This short shiur delves into all the candles we light within Judaism, the spiritual victory we commemorate, the idea of lighting publicly, and the key different between two very different lights.
Chanukah sameach!
Rabbi Sacks: [first words missing]…time, and I resist any temptation to do a Big Ben imitation, which comes with the BBC News at this point. Let me wish you in advance Chanukah Sameach, and to invite you to take part in what is for me another experiment in using this technology, doing something live and reasonably unscripted, the way we did the Leonard Cohen video. You'll let me know whether it works or not, and in the meantime you'll excuse all the infelicities, the hesitations, the repetitions, and the rest.
Guys, I'm a rabbi, that's what we do. Anyway, let me in advance wish you a Chanukah Sameach, and let's just learn a little together about this central mitzvah of Chanukah, Chag Ha'Urim, the Festival of Lights, the mitzvah of lighting candles on Chanukah for eight days, and lighting a menorah in memory of the one that once stood in the Temple.
Now, it is fascinating that there is not just one mitzvah in Judaism that involves lighting lights, there are in fact three.
Number one, Shabbat candles, number two, the Havdalah candle, and number three, the lights of Chanukah.
The question I want to ask is, are they completely disconnected, did they just happen to be three mitzvot that we perform by lighting lights? Or are they connected in some way? Are they integrated in some way, so that seeing them together we see something more than just three disconnected mitzvot?
So let us look at the particular meaning of each of these three lights, and let's begin with the Shabbat candles, the ones we light on Friday as Shabbat is about to enter.
Now, it's a very interesting question, how come Shabbat ever became connected with the idea of light? It's nowhere there in the Torah, nowhere there in Tanach. The fundamental principle of Shabbat is rest, not light. So what does lighting Shabbat candles have to do with Shabbat itself? Why did it become a symbol of Shalom Bayit, peace in the home, and why did it become a kind of marker of Jewish identity?
And the story here has two elements, one halachic and the other one aggadic. One to do with Jewish law and one to do with Jewish tradition.

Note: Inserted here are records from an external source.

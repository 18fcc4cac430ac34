use std::{env, fmt::Display, path::PathBuf, str::FromStr};

use thiserror::Error;
use tracing::{info, warn};

use crate::factors::FactorSource;

pub const FACTORS_PATH_VAR: &str = "FOOTPRINT_FACTORS_PATH";
pub const PRETTY_VAR: &str = "FOOTPRINT_PRETTY";

#[derive(Debug, Error, PartialEq, Eq)]
pub enum ConfigError {
    #[error("invalid {key} value {value:?}: {reason}")]
    InvalidValue {
        key: &'static str,
        value: String,
        reason: String,
    },
}

#[derive(Debug, Clone, PartialEq, Eq)]
pub struct Config {
    pub factor_source: FactorSource,
    pub pretty: bool,
}

impl Config {
    pub fn load() -> Result<Self, ConfigError> {
        Self::from_lookup(|key| env::var(key).ok())
    }

    /// Resolve settings through `lookup`, which maps a variable name to its
    /// value when set.
    pub fn from_lookup<F>(lookup: F) -> Result<Self, ConfigError>
    where
        F: Fn(&str) -> Option<String>,
    {
        let factor_source = match lookup(FACTORS_PATH_VAR).filter(|v| !v.trim().is_empty()) {
            Some(path) => {
                info!("{FACTORS_PATH_VAR} set, reading factors from {path}");
                FactorSource::File(PathBuf::from(path))
            }
            None => {
                info!("{FACTORS_PATH_VAR} not set, using embedded factors");
                FactorSource::Embedded
            }
        };

        Ok(Self {
            factor_source,
            pretty: try_load(&lookup, PRETTY_VAR, "false")?,
        })
    }
}

fn try_load<T, F>(lookup: &F, key: &'static str, default: &str) -> Result<T, ConfigError>
where
    T: FromStr,
    T::Err: Display,
    F: Fn(&str) -> Option<String>,
{
    let value = lookup(key).unwrap_or_else(|| {
        info!("{key} not set, using default: {default}");
        default.to_string()
    });

    value.trim().parse().map_err(|e: T::Err| {
        warn!("Invalid {key} value: {e}");
        ConfigError::InvalidValue {
            key,
            value,
            reason: e.to_string(),
        }
    })
}
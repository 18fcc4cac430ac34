use serde::{Deserialize, Serialize};

use crate::error::FootprintError;

pub const DEFAULT_DAYS: u32 = 30;

/// One user's activity data for a reporting period.
///
/// Fields missing from a serialized record take the defaults the web form
/// has always assumed: zero quantities, LPG cooking, bus travel, a
/// non-vegetarian diet and a 30 day period.
#[derive(Debug, Clone, PartialEq, Serialize, Deserialize)]
#[serde(default)]
pub struct ActivityInput {
    pub electricity_kwh: f64,
    pub renewable: bool,

    pub cooking_fuel: String,
    pub cooking_amount: f64,

    pub transport_km: f64,
    pub mode: String,
    pub fuel_type: Option<String>,
    /// Liters per 100 km.
    pub fuel_consumption: Option<f64>,
    pub flights_per_year: Option<u32>,
    pub public_transports: Option<u32>,

    pub days: u32,
    #[serde(alias = "diet_type")]
    pub food_type: String,
    pub food_waste_kg: f64,
    /// Red meat meals per week.
    #[serde(alias = "red_meat_freq_per_week")]
    pub red_meat_freq: Option<u32>,

    pub waste_kg: f64,
    pub is_segregated: bool,
    #[serde(alias = "waste_disposal")]
    pub waste_method: Option<String>,
}

impl Default for ActivityInput {
    fn default() -> Self {
        Self {
            electricity_kwh: 0.0,
            renewable: false,
            cooking_fuel: "lpg".to_string(),
            cooking_amount: 0.0,
            transport_km: 0.0,
            mode: "bus".to_string(),
            fuel_type: None,
            fuel_consumption: None,
            flights_per_year: None,
            public_transports: None,
            days: DEFAULT_DAYS,
            food_type: "non_vegetarian".to_string(),
            food_waste_kg: 0.0,
            red_meat_freq: None,
            waste_kg: 0.0,
            is_segregated: false,
            waste_method: None,
        }
    }
}

impl ActivityInput {
    /// Shape checks that do not need the factor table.
    pub fn validate(&self) -> Result<(), FootprintError> {
        for (field, value) in [
            ("electricity_kwh", self.electricity_kwh),
            ("cooking_amount", self.cooking_amount),
            ("transport_km", self.transport_km),
            ("food_waste_kg", self.food_waste_kg),
            ("waste_kg", self.waste_kg),
        ] {
            non_negative(field, value)?;
        }
        if let Some(consumption) = self.fuel_consumption {
            if !consumption.is_finite() {
                return Err(FootprintError::invalid(
                    "fuel_consumption",
                    format!("must be a finite number, got {consumption}"),
                ));
            }
        }
        if self.days == 0 {
            return Err(FootprintError::invalid("days", "must be greater than zero"));
        }
        Ok(())
    }
}

fn non_negative(field: &'static str, value: f64) -> Result<(), FootprintError> {
    if value.is_finite() && value >= 0.0 {
        Ok(())
    } else {
        Err(FootprintError::invalid(
            field,
            format!("must be a non-negative number, got {value}"),
        ))
    }
}
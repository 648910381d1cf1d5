//! Top-level manifest document

use serde::{Deserialize, Serialize};

use super::StackSpec;
use super::empty_as_none;

/// Where a stack's instance userdata script comes from.
///
/// `type: s3` selects object storage; any other type, or none, selects a
/// local file.
#[derive(Debug, Clone, PartialEq, Eq, Default, Serialize, Deserialize)]
pub struct UserdataSpec {
    #[serde(
        rename = "type",
        default,
        deserialize_with = "empty_as_none",
        skip_serializing_if = "Option::is_none"
    )]
    pub kind: Option<String>,

    #[serde(
        default,
        deserialize_with = "empty_as_none",
        skip_serializing_if = "Option::is_none"
    )]
    pub path: Option<String>,
}

impl UserdataSpec {
    pub fn new(kind: Option<&str>, path: Option<&str>) -> Self {
        Self {
            kind: kind.map(str::to_string),
            path: path.map(str::to_string),
        }
    }

    /// Fill every unset field from `default`, field by field.
    pub fn or_default_from(&self, default: &UserdataSpec) -> UserdataSpec {
        UserdataSpec {
            kind: self.kind.clone().or_else(|| default.kind.clone()),
            path: self.path.clone().or_else(|| default.path.clone()),
        }
    }
}

/// The parsed manifest document.
#[derive(Debug, Clone, PartialEq, Default, Serialize, Deserialize)]
pub struct DeploymentManifest {
    #[serde(default)]
    pub name: String,

    /// Userdata used by stacks that do not declare their own
    #[serde(default)]
    pub userdata: UserdataSpec,

    #[serde(default)]
    pub tags: Vec<String>,

    /// Stacks in document order
    #[serde(default)]
    pub stacks: Vec<StackSpec>,
}

impl DeploymentManifest {
    /// Split the manifest into its global fields and its stack list.
    pub fn into_parts(self) -> (GlobalConfig, Vec<StackSpec>) {
        let global = GlobalConfig {
            name: self.name,
            userdata: self.userdata,
            tags: self.tags,
        };
        (global, self.stacks)
    }
}

/// Manifest-wide settings shared by every stack.
#[derive(Debug, Clone, PartialEq, Default, Serialize, Deserialize)]
pub struct GlobalConfig {
    pub name: String,
    pub userdata: UserdataSpec,
    pub tags: Vec<String>,
}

Here is the first element, the legal bit. As I'm sure you know, the laws of Shabbat are not fully spelled out explicitly in the Torah. The Mishna calls them harim tluyim bese’ara, mountains suspended by a single hair, because their structural basis is so narrow, yet when they're worked out in the form of law, they're very complex and very large.
But there is, however, one very specific melacha, one form of work that we are not allowed to do, and the Torah states it explicitly, “You shall not light a flame, a light, in any of your habitations.” Now on the meaning of this, there was a fundamental dispute between - in Second Temple times - the Pharisees and the Sadducees, and in the Middle Ages, between Rabbinic Judaism on the one hand and the Karaites on the other. The Karaites, and before them the Sadducees, only believed in the written Torah, not the oral tradition.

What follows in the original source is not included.